Scientific classification
- Kingdom: Animalia
- Phylum: Chordata
- Class: Aves
- Order: Passeriformes
- Family: Leiothrichidae
- Genus: Turdoides
- Species: T. reinwardtii
- Binomial name: Turdoides reinwardtii (Swainson, 1831)

= Blackcap babbler =

- Genus: Turdoides
- Species: reinwardtii
- Authority: (Swainson, 1831)
- Conservation status: LC

Species of bird

The blackcap babbler (Turdoides reinwardtii) is a member of the family Leiothrichidae.

The blackcap babbler is a common resident breeding bird in west Africa from Senegal to Cameroon. Its habitat is thick scrub and forest. This species, like most babblers, is not migratory, and has short rounded wings and a weak flight.
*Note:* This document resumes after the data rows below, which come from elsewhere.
//! Shared fixtures for the chats integration tests.

#![allow(dead_code)]

use std::collections::HashSet;
use std::sync::atomic::{AtomicUsize, Ordering};
use std::sync::{Arc, Mutex};
use std::time::Duration;

use async_trait::async_trait;
use sendiz_chats::{
    ChatEngine, ConnectionHub, FrameSink, FrameSource, InboundFrame, Payload, ServerEvent,
    TransportError,
};
use sendiz_config::{DatabaseConfig, DeliveryConfig};
use sendiz_database::{
    initialize_database, Attachment, ChatRepository, ChatStore, DatabaseError, DatabaseResult,
    MemberRepository, MemberRole, Message, NewMessage, SqliteStore,
};
use sqlx::SqlitePool;
use tempfile::TempDir;
use tokio::sync::mpsc;

pub struct TestDb {
    pub pool: SqlitePool,
    pub chat_id: i64,
    _dir: TempDir,
}

/// Migrated database holding one chat whose members are `members`.
pub async fn test_db(members: &[i64]) -> TestDb {
    let dir = TempDir::new().unwrap();
    let config = DatabaseConfig {
        url: format!("sqlite:{}", dir.path().join("chats.db").display()),
        max_connections: 4,
    };
    let pool = initialize_database(&config).await.unwrap();

    let chat = ChatRepository::new(pool.clone()).create("c1").await.unwrap();
    let repo = MemberRepository::new(pool.clone());
    for user_id in members {
        repo.add(chat.id, *user_id, MemberRole::Member).await.unwrap();
    }

    TestDb {
        pool,
        chat_id: chat.id,
        _dir: dir,
    }
}

pub async fn count_rows(pool: &SqlitePool, table: &str) -> i64 {
    let (count,): (i64,) = sqlx::query_as(&format!("SELECT COUNT(*) FROM {table}"))
        .fetch_one(pool)
        .await
        .unwrap();
    count
}

pub fn settings() -> DeliveryConfig {
    DeliveryConfig {
        outbound_queue_capacity: 8,
        hydration_concurrency: 2,
        hydration_timeout_ms: 500,
        write_timeout_ms: 500,
        idle_timeout_secs: 30,
        max_text_length: 64,
        max_attachments: 3,
        default_page_size: 10,
        max_page_size: 20,
    }
}

pub fn engine_for(db: &TestDb, hub: ConnectionHub) -> ChatEngine {
    ChatEngine::new(Arc::new(SqliteStore::new(db.pool.clone())), hub, settings())
}

/// Store wrapper that can slow down or fail hydration lookups and inserts.
pub struct FlakyStore {
    inner: SqliteStore,
    pub lookup_delay: Mutex<Option<Duration>>,
    pub failing_lookups: Mutex<HashSet<i64>>,
    pub fail_inserts: Mutex<Option<DatabaseError>>,
    in_flight: AtomicUsize,
    pub max_in_flight: AtomicUsize,
    pub lookups: AtomicUsize,
}

impl FlakyStore {
    pub fn new(pool: SqlitePool) -> Self {
        Self {
            inner: SqliteStore::new(pool),
            lookup_delay: Mutex::new(None),
            failing_lookups: Mutex::new(HashSet::new()),
            fail_inserts: Mutex::new(None),
            in_flight: AtomicUsize::new(0),
            max_in_flight: AtomicUsize::new(0),
            lookups: AtomicUsize::new(0),
        }
    }
}

#[async_trait]
impl ChatStore for FlakyStore {
    async fn insert_message(&self, new: &NewMessage) -> DatabaseResult<Message> {
        if let Some(err) = self.fail_inserts.lock().unwrap().take() {
            return Err(err);
        }
        self.inner.insert_message(new).await
    }

    async fn find_message(&self, chat_id: i64, message_id: i64) -> DatabaseResult<Option<Message>> {
        self.inner.find_message(chat_id, message_id).await
    }

    async fn list_message_ids(
        &self,
        chat_id: i64,
        before: Option<i64>,
        limit: u32,
    ) -> DatabaseResult<Vec<i64>> {
        self.inner.list_message_ids(chat_id, before, limit).await
    }

    async fn attachments_for(&self, message_id: i64) -> DatabaseResult<Vec<Attachment>> {
        self.inner.attachments_for(message_id).await
    }

    async fn find_hydrated(&self, chat_id: i64, message_id: i64) -> DatabaseResult<Option<Message>> {
        self.lookups.fetch_add(1, Ordering::SeqCst);
        let now = self.in_flight.fetch_add(1, Ordering::SeqCst) + 1;
        self.max_in_flight.fetch_max(now, Ordering::SeqCst);

        let delay = *self.lookup_delay.lock().unwrap();
        if let Some(delay) = delay {
            tokio::time::sleep(delay).await;
        }

        let fail = self.failing_lookups.lock().unwrap().contains(&message_id);
        let result = if fail {
            Err(DatabaseError::Unavailable("injected failure".into()))
        } else {
            self.inner.find_hydrated(chat_id, message_id).await
        };

        self.in_flight.fetch_sub(1, Ordering::SeqCst);
        result
    }

    async fn update_message_text(
        &self,
        chat_id: i64,
        message_id: i64,
        text: &str,
    ) -> DatabaseResult<Option<Message>> {
        self.inner.update_message_text(chat_id, message_id, text).await
    }

    async fn delete_message(&self, chat_id: i64, message_id: i64) -> DatabaseResult<bool> {
        self.inner.delete_message(chat_id, message_id).await
    }

    async fn is_member(&self, chat_id: i64, user_id: i64) -> DatabaseResult<bool> {
        self.inner.is_member(chat_id, user_id).await
    }
}

/// In-memory transport: the test pushes inbound frames and reads what the
/// session wrote.
pub struct ChannelSource {
    inbound: mpsc::UnboundedReceiver<InboundFrame>,
}

#[async_trait]
impl FrameSource for ChannelSource {
    async fn next_frame(&mut self) -> Option<Result<InboundFrame, TransportError>> {
        self.inbound.recv().await.map(Ok)
    }
}

pub struct ChannelSink {
    outbound: mpsc::UnboundedSender<String>,
    /// When set, writes never complete.
    stalled: bool,
}

#[async_trait]
impl FrameSink for ChannelSink {
    async fn send_text(&mut self, payload: Payload) -> Result<(), TransportError> {
        if self.stalled {
            std::future::pending::<()>().await;
        }
        self.outbound
            .send(payload.to_string())
            .map_err(|e| TransportError(e.to_string()))
    }

    async fn close(&mut self) -> Result<(), TransportError> {
        Ok(())
    }
}

pub struct TestClient {
    pub to_server: mpsc::UnboundedSender<InboundFrame>,
    pub from_server: mpsc::UnboundedReceiver<String>,
}

impl TestClient {
    pub fn send_json(&self, value: serde_json::Value) {
        self.to_server
            .send(InboundFrame::Text(value.to_string()))
            .unwrap();
    }

    /// Next event written by the session, failing the test after a second.
    pub async fn next_event(&mut self) -> ServerEvent {
        let raw = tokio::time::timeout(Duration::from_secs(1), self.from_server.recv())
            .await
            .expect("timed out waiting for server event")
            .expect("session closed");
        serde_json::from_str(&raw).unwrap()
    }

    /// Assert nothing else arrives within a short window.
    pub async fn expect_silence(&mut self) {
        let next = tokio::time::timeout(Duration::from_millis(100), self.from_server.recv()).await;
        assert!(next.is_err(), "unexpected event: {next:?}");
    }
}

pub fn transport(stalled: bool) -> (ChannelSource, ChannelSink, TestClient) {
    let (to_server, inbound) = mpsc::unbounded_channel();
    let (outbound, from_server) = mpsc::unbounded_channel();
    (
        ChannelSource { inbound },
        ChannelSink { outbound, stalled },
        TestClient {
            to_server,
            from_server,
        },
    )
}
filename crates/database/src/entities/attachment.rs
//! Attachment entity definitions

use serde::{Deserialize, Serialize};
use std::fmt;
use std::str::FromStr;
use thiserror::Error;

/// A typed reference to stored media, bound to exactly one message.
#[derive(Debug, Clone, PartialEq, Eq, Serialize, Deserialize)]
pub struct Attachment {
    pub id: i64,
    pub message_id: i64,
    /// Index within the owning message's submitted attachment list.
    pub position: i64,
    pub kind: AttachmentKind,
    pub link: String,
}

/// Attachment as submitted with a new message, before the store assigns ids.
#[derive(Debug, Clone, PartialEq, Eq, Serialize, Deserialize)]
pub struct NewAttachment {
    pub kind: AttachmentKind,
    pub link: String,
}

impl NewAttachment {
    pub fn new(kind: AttachmentKind, link: impl Into<String>) -> Self {
        Self {
            kind,
            link: link.into(),
        }
    }
}

#[derive(Debug, Clone, Copy, PartialEq, Eq, Hash, Serialize, Deserialize)]
#[serde(rename_all = "lowercase")]
pub enum AttachmentKind {
    Image,
    File,
    Video,
    Audio,
}

impl AttachmentKind {
    pub fn as_str(&self) -> &'static str {
        match self {
            AttachmentKind::Image => "image",
            AttachmentKind::File => "file",
            AttachmentKind::Video => "video",
            AttachmentKind::Audio => "audio",
        }
    }
}

impl fmt::Display for AttachmentKind {
    fn fmt(&self, f: &mut fmt::Formatter<'_>) -> fmt::Result {
        f.write_str(self.as_str())
    }
}

#[derive(Debug, Error)]
#[error("unknown attachment kind: {0}")]
pub struct UnknownAttachmentKind(pub String);

impl FromStr for AttachmentKind {
    type Err = UnknownAttachmentKind;

    fn from_str(s: &str) -> Result<Self, Self::Err> {
        match s {
            "image" => Ok(AttachmentKind::Image),
            "file" => Ok(AttachmentKind::File),
            "video" => Ok(AttachmentKind::Video),
            "audio" => Ok(AttachmentKind::Audio),
            other => Err(UnknownAttachmentKind(other.to_string())),
        }
    }
}
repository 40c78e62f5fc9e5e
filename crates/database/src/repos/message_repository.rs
//! Repository for message data access operations.

use crate::connection::ImmediateTransaction;
use crate::entities::{Attachment, Message, NewMessage};
use crate::repos::attachment_repository::attachments_in;
use crate::types::{DatabaseError, DatabaseResult};
use chrono::{DateTime, Utc};
use sqlx::sqlite::SqliteRow;
use sqlx::{Row, SqliteConnection, SqlitePool};
use tracing::{debug, info};

const MESSAGE_COLUMNS: &str = "id, chat_id, author_id, text, created_at, edited, reply_to";

/// Repository for message database operations
#[derive(Clone)]
pub struct MessageRepository {
    pool: SqlitePool,
}

impl MessageRepository {
    pub fn new(pool: SqlitePool) -> Self {
        Self { pool }
    }

    /// Persist a message and its attachments as one transaction.
    ///
    /// Either the message row and every attachment row become visible
    /// together, or none of them do. The returned message carries its
    /// attachments in submitted order.
    pub async fn create_with_attachments(&self, new: &NewMessage) -> DatabaseResult<Message> {
        let mut tx = ImmediateTransaction::begin(&self.pool).await?;

        let message = match insert_rows(tx.connection()?, new).await {
            Ok(message) => message,
            Err(err) => {
                tx.rollback().await;
                return Err(err);
            }
        };
        tx.commit().await?;

        info!(
            message_id = message.id,
            chat_id = new.chat_id,
            author_id = new.author_id,
            attachments = message.attachments.len(),
            "created new message"
        );
        Ok(message)
    }

    /// Ids of up to `limit` messages in a chat, newest first.
    ///
    /// `before` restricts the page to ids strictly lower than the cursor.
    pub async fn find_page_ids(
        &self,
        chat_id: i64,
        before: Option<i64>,
        limit: u32,
    ) -> DatabaseResult<Vec<i64>> {
        let rows: Vec<(i64,)> = match before {
            Some(cursor) => {
                sqlx::query_as(
                    "SELECT id FROM messages WHERE chat_id = ? AND id < ? ORDER BY id DESC LIMIT ?",
                )
                .bind(chat_id)
                .bind(cursor)
                .bind(i64::from(limit))
                .fetch_all(&self.pool)
                .await?
            }
            None => {
                sqlx::query_as("SELECT id FROM messages WHERE chat_id = ? ORDER BY id DESC LIMIT ?")
                    .bind(chat_id)
                    .bind(i64::from(limit))
                    .fetch_all(&self.pool)
                    .await?
            }
        };

        debug!(chat_id, ?before, limit, found = rows.len(), "listed message ids");
        Ok(rows.into_iter().map(|(id,)| id).collect())
    }

    /// Load a single message row, without attachments.
    pub async fn find_in_chat(&self, chat_id: i64, message_id: i64) -> DatabaseResult<Option<Message>> {
        let row = sqlx::query(&format!(
            "SELECT {MESSAGE_COLUMNS} FROM messages WHERE id = ? AND chat_id = ?"
        ))
        .bind(message_id)
        .bind(chat_id)
        .fetch_optional(&self.pool)
        .await?;

        row.as_ref().map(message_from_row).transpose()
    }

    /// Load a message together with its attachments from one snapshot.
    ///
    /// `None` when the message is gone; a message is never returned with
    /// only part of its attachments.
    pub async fn find_with_attachments(
        &self,
        chat_id: i64,
        message_id: i64,
    ) -> DatabaseResult<Option<Message>> {
        let mut tx = self.pool.begin().await?;

        let row = sqlx::query(&format!(
            "SELECT {MESSAGE_COLUMNS} FROM messages WHERE id = ? AND chat_id = ?"
        ))
        .bind(message_id)
        .bind(chat_id)
        .fetch_optional(&mut *tx)
        .await?;

        let message = match row {
            Some(row) => {
                let mut message = message_from_row(&row)?;
                message.attachments = attachments_in(&mut *tx, message_id).await?;
                Some(message)
            }
            None => None,
        };

        tx.commit().await?;
        Ok(message)
    }

    /// Replace a message's text and flag it as edited.
    pub async fn update_text(
        &self,
        chat_id: i64,
        message_id: i64,
        text: &str,
    ) -> DatabaseResult<Option<Message>> {
        let result = sqlx::query("UPDATE messages SET text = ?, edited = 1 WHERE id = ? AND chat_id = ?")
            .bind(text)
            .bind(message_id)
            .bind(chat_id)
            .execute(&self.pool)
            .await?;

        if result.rows_affected() == 0 {
            return Ok(None);
        }

        info!(message_id, chat_id, "updated message text");
        self.find_in_chat(chat_id, message_id).await
    }

    /// Remove a message; attachments go with it.
    pub async fn delete(&self, chat_id: i64, message_id: i64) -> DatabaseResult<bool> {
        let result = sqlx::query("DELETE FROM messages WHERE id = ? AND chat_id = ?")
            .bind(message_id)
            .bind(chat_id)
            .execute(&self.pool)
            .await?;

        let deleted = result.rows_affected() > 0;
        if deleted {
            info!(message_id, chat_id, "deleted message");
        }
        Ok(deleted)
    }

    pub async fn count_for_chat(&self, chat_id: i64) -> DatabaseResult<i64> {
        let (count,): (i64,) = sqlx::query_as("SELECT COUNT(*) FROM messages WHERE chat_id = ?")
            .bind(chat_id)
            .fetch_one(&self.pool)
            .await?;
        Ok(count)
    }
}

async fn insert_rows(conn: &mut SqliteConnection, new: &NewMessage) -> DatabaseResult<Message> {
    if let Some(reply_to) = new.reply_to {
        let target: Option<(i64,)> =
            sqlx::query_as("SELECT id FROM messages WHERE id = ? AND chat_id = ?")
                .bind(reply_to)
                .bind(new.chat_id)
                .fetch_optional(&mut *conn)
                .await?;
        if target.is_none() {
            return Err(DatabaseError::Constraint(format!(
                "reply target {} does not exist in chat {}",
                reply_to, new.chat_id
            )));
        }
    }

    // Never hand out a timestamp older than the newest one in the chat.
    let latest: Option<(DateTime<Utc>,)> = sqlx::query_as(
        "SELECT created_at FROM messages WHERE chat_id = ? ORDER BY id DESC LIMIT 1",
    )
    .bind(new.chat_id)
    .fetch_optional(&mut *conn)
    .await?;
    let now = Utc::now();
    let created_at = match latest {
        Some((previous,)) if previous > now => previous,
        _ => now,
    };

    let message_id = sqlx::query(
        "INSERT INTO messages (chat_id, author_id, text, created_at, edited, reply_to)
         VALUES (?, ?, ?, ?, 0, ?)",
    )
    .bind(new.chat_id)
    .bind(new.author_id)
    .bind(&new.text)
    .bind(created_at)
    .bind(new.reply_to)
    .execute(&mut *conn)
    .await?
    .last_insert_rowid();

    let mut attachments = Vec::with_capacity(new.attachments.len());
    for (position, attachment) in new.attachments.iter().enumerate() {
        let position = position as i64;
        let attachment_id = sqlx::query(
            "INSERT INTO attachments (message_id, position, kind, link) VALUES (?, ?, ?, ?)",
        )
        .bind(message_id)
        .bind(position)
        .bind(attachment.kind.as_str())
        .bind(&attachment.link)
        .execute(&mut *conn)
        .await?
        .last_insert_rowid();

        attachments.push(Attachment {
            id: attachment_id,
            message_id,
            position,
            kind: attachment.kind,
            link: attachment.link.clone(),
        });
    }

    Ok(Message {
        id: message_id,
        chat_id: new.chat_id,
        author_id: new.author_id,
        text: new.text.clone(),
        created_at,
        edited: false,
        reply_to: new.reply_to,
        attachments,
    })
}

fn message_from_row(row: &SqliteRow) -> DatabaseResult<Message> {
    let edited: i64 = row.try_get("edited")?;
    Ok(Message {
        id: row.try_get("id")?,
        chat_id: row.try_get("chat_id")?,
        author_id: row.try_get("author_id")?,
        text: row.try_get("text")?,
        created_at: row.try_get("created_at")?,
        edited: edited != 0,
        reply_to: row.try_get("reply_to")?,
        attachments: Vec::new(),
    })
}
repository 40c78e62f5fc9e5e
//! # Sendiz Chats Crate
//!
//! Core delivery logic for Sendiz chats: validated atomic persistence of
//! messages with their attachments, paginated history with bounded
//! concurrent hydration, and real-time fan-out to live sessions.
//!
//! ## Architecture
//!
//! - **Services**: `PersistenceGateway` (writes) and `HistoryReader` (reads)
//! - **Hub**: `ConnectionHub` registry plus per-session queues and close signals
//! - **Session**: reader/writer loops over a transport-agnostic frame interface
//! - **Engine**: `ChatEngine`, the boundary used by transports
//!
//! ## Usage
//!
//! ```rust,ignore
//! use sendiz_chats::{ChatEngine, ConnectionHub, MessageDraft};
//!
//! let engine = ChatEngine::new(store, ConnectionHub::new(), config.delivery.clone());
//! let message = engine.submit(chat_id, user_id, MessageDraft::text("hi")).await?;
//! ```

pub mod engine;
pub mod hub;
pub mod services;
pub mod session;
pub mod types;

pub use engine::ChatEngine;
pub use hub::{
    BroadcastReport, CloseSignal, Connection, ConnectionHandle, ConnectionHub, ConnectionInfo,
    DisconnectReason, Payload, SessionId,
};
pub use services::{HistoryReader, MessageDraft, MessagePage, PageCursor, PersistenceGateway};
pub use session::{run_session, FrameSink, FrameSource, InboundFrame, TransportError};
pub use types::{ChatError, ChatResult, ClientEvent, ServerEvent};
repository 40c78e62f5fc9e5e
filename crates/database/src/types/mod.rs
//! Shared types and result types for the database layer

pub mod errors;

pub use errors::DatabaseError;

pub type DatabaseResult<T> = Result<T, DatabaseError>;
It builds its cup-shaped nest in a tree, concealed in dense masses of foliage. The normal clutch is two or three eggs.

These birds have dark grey-brown upperparts. The head is brownish black with a white throat and conspicuous white eye ring. The underparts are white, mottled on the breast and with buff flanks.

The blackcap babbler lives in flocks of four to twelve or more, which help to raise the young communally. It is a noisy bird, and the presence of a flock may generally be known at some distance by the continual chattering, squeaking and chirping produced by its members. The main call is a cha-ka-ta. It feeds mainly on insects, but also eats fruit.

The binomial commemorates the botanist Caspar Georg Carl Reinwardt.